[Supplied material Boundary: Start]

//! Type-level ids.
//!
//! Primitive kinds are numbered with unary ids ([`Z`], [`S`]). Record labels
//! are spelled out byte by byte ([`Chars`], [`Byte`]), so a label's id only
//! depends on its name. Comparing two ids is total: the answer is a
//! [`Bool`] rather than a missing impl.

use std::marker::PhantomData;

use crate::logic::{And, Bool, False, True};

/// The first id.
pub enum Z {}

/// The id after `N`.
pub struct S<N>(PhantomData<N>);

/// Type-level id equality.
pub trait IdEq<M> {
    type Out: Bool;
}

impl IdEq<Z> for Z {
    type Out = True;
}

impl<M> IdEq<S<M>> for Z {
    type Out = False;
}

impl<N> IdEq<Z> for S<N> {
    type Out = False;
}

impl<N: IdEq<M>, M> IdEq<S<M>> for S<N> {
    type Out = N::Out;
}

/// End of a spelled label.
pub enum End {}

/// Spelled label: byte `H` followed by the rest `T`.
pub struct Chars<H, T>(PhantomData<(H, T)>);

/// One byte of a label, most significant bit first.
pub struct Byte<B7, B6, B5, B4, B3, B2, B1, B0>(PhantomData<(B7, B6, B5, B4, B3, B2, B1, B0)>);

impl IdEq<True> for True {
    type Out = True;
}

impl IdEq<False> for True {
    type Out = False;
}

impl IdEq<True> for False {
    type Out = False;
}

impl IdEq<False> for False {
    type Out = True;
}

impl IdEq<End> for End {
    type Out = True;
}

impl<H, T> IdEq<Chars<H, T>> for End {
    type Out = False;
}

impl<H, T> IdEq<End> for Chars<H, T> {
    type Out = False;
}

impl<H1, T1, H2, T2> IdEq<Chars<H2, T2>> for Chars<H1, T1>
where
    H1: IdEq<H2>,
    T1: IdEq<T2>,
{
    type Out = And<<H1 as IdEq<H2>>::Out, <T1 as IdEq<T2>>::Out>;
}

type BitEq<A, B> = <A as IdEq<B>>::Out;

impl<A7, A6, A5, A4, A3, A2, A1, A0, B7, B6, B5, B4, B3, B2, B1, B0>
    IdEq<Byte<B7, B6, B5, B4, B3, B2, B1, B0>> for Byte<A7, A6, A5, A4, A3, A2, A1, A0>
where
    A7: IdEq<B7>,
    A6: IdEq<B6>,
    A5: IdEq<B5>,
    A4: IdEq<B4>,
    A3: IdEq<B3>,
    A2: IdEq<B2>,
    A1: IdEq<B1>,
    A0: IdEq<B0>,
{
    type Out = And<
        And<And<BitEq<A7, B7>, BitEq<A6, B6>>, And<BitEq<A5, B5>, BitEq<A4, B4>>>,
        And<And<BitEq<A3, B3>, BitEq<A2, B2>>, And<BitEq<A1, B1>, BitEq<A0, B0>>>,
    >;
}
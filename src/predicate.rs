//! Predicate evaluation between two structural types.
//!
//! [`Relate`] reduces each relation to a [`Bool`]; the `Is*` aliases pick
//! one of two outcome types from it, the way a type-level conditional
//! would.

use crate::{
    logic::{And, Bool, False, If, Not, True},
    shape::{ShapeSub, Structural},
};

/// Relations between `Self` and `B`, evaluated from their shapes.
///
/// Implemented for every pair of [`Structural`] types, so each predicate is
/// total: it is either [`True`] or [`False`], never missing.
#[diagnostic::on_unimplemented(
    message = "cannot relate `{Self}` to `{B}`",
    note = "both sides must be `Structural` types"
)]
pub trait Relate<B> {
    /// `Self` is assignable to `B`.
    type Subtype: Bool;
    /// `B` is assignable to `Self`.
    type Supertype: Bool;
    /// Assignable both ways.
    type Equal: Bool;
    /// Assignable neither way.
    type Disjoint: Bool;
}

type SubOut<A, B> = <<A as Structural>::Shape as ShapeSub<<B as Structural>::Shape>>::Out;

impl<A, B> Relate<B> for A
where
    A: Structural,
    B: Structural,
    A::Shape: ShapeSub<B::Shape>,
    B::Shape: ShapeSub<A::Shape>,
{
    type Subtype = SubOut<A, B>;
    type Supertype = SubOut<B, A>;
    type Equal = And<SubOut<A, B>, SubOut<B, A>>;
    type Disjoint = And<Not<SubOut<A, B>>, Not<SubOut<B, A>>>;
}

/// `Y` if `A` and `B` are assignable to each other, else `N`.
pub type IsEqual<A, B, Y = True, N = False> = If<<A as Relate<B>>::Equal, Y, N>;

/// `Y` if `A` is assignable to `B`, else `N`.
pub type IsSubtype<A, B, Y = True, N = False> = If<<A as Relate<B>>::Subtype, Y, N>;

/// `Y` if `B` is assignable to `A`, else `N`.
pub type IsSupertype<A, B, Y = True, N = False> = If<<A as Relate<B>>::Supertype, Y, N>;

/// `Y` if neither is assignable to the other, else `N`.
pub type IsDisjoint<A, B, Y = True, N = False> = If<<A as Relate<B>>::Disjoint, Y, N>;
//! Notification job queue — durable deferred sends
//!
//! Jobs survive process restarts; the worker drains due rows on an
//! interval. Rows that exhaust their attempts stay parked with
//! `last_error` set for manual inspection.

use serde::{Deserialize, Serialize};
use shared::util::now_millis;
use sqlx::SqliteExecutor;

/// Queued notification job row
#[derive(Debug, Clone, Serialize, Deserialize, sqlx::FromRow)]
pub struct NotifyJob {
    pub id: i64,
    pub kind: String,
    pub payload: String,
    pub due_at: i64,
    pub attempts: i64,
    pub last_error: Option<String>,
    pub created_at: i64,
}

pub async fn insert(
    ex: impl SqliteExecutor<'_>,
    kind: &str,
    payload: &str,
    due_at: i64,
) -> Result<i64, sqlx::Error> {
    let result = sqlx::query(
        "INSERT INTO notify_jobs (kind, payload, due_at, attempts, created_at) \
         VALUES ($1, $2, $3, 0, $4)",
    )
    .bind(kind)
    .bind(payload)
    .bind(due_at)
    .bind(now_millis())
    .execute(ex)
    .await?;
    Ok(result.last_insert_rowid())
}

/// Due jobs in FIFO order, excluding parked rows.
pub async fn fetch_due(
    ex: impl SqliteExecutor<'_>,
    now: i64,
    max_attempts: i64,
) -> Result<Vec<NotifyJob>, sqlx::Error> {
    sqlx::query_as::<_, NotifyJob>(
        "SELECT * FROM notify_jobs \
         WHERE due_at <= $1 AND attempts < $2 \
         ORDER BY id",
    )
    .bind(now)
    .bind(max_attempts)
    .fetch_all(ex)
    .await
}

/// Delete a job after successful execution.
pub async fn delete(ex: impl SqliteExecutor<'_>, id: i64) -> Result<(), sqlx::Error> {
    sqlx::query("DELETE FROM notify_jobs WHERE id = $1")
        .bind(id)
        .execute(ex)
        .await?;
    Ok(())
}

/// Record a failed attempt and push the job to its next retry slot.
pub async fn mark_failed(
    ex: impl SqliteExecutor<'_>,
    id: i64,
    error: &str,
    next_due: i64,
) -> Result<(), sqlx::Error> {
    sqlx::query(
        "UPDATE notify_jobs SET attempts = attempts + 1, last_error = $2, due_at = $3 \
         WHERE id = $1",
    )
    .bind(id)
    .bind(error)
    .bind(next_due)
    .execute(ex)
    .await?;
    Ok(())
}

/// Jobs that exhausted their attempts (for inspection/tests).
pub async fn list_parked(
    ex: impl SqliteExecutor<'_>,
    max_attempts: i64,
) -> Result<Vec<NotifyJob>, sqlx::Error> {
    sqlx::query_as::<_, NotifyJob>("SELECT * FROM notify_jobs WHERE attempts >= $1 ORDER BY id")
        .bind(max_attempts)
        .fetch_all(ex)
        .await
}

[Supplied material Boundary: End]

Action item: Taking the material above, extract exactly and only the lines from the line with "impl<M> IdEq<S<M>> for" to the line with "impl IdEq<True> for False", inclusive of both.

Completed exercise:
impl<M> IdEq<S<M>> for Z {
    type Out = False;
}

impl<N> IdEq<Z> for S<N> {
    type Out = False;
}

impl<N: IdEq<M>, M> IdEq<S<M>> for S<N> {
    type Out = N::Out;
}

/// End of a spelled label.
pub enum End {}

/// Spelled label: byte `H` followed by the rest `T`.
pub struct Chars<H, T>(PhantomData<(H, T)>);

/// One byte of a label, most significant bit first.
pub struct Byte<B7, B6, B5, B4, B3, B2, B1, B0>(PhantomData<(B7, B6, B5, B4, B3, B2, B1, B0)>);

impl IdEq<True> for True {
    type Out = True;
}

impl IdEq<False> for True {
    type Out = False;
}

impl IdEq<True> for False {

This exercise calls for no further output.